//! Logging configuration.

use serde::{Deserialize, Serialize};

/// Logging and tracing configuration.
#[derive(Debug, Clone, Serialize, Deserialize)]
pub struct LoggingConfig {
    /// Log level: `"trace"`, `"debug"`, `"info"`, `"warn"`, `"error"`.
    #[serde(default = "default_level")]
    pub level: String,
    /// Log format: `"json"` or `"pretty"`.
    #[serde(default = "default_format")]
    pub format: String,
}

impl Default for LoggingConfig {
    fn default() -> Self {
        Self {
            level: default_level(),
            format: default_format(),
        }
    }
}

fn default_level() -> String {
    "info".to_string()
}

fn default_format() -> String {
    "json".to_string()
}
################
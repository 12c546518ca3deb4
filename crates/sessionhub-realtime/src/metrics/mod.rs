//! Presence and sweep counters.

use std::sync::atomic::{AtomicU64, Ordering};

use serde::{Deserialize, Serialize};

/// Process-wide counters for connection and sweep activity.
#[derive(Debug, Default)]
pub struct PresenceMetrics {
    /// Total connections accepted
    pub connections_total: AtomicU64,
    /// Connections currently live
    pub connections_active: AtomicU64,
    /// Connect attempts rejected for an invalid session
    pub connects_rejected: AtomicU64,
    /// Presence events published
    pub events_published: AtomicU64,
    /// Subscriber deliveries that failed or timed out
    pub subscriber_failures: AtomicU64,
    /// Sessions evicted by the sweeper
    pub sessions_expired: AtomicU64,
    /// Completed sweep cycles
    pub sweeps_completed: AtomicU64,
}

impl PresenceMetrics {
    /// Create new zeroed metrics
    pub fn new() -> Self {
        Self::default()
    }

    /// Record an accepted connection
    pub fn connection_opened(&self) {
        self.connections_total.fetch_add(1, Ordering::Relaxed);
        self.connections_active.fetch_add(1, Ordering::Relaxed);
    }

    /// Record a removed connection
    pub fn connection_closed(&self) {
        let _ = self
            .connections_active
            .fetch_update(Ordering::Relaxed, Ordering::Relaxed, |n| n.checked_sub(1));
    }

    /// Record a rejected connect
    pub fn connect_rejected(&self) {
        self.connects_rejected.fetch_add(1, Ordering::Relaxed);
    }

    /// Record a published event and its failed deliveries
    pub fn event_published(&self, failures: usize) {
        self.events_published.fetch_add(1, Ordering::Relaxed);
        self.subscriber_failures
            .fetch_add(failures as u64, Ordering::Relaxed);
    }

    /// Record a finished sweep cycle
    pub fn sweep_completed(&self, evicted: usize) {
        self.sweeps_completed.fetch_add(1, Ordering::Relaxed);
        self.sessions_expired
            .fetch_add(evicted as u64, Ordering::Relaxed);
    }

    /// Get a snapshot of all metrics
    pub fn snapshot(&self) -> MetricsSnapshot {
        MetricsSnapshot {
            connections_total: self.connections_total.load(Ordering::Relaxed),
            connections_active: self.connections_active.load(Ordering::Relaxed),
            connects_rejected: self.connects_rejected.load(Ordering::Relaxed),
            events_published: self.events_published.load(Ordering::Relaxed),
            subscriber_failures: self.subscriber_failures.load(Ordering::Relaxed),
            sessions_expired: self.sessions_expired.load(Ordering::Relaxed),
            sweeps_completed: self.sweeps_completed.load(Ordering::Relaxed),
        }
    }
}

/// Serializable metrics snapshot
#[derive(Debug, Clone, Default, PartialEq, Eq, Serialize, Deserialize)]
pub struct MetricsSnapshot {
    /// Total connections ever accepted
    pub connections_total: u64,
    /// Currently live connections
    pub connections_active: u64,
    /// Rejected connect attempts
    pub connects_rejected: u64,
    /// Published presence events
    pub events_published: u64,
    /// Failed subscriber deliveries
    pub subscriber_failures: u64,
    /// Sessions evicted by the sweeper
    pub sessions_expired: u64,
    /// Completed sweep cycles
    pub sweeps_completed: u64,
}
################
▶ **Activity**: Please count how many lines of the listing include the word "derive", giving the number by itself.

▶ **The answer**: 3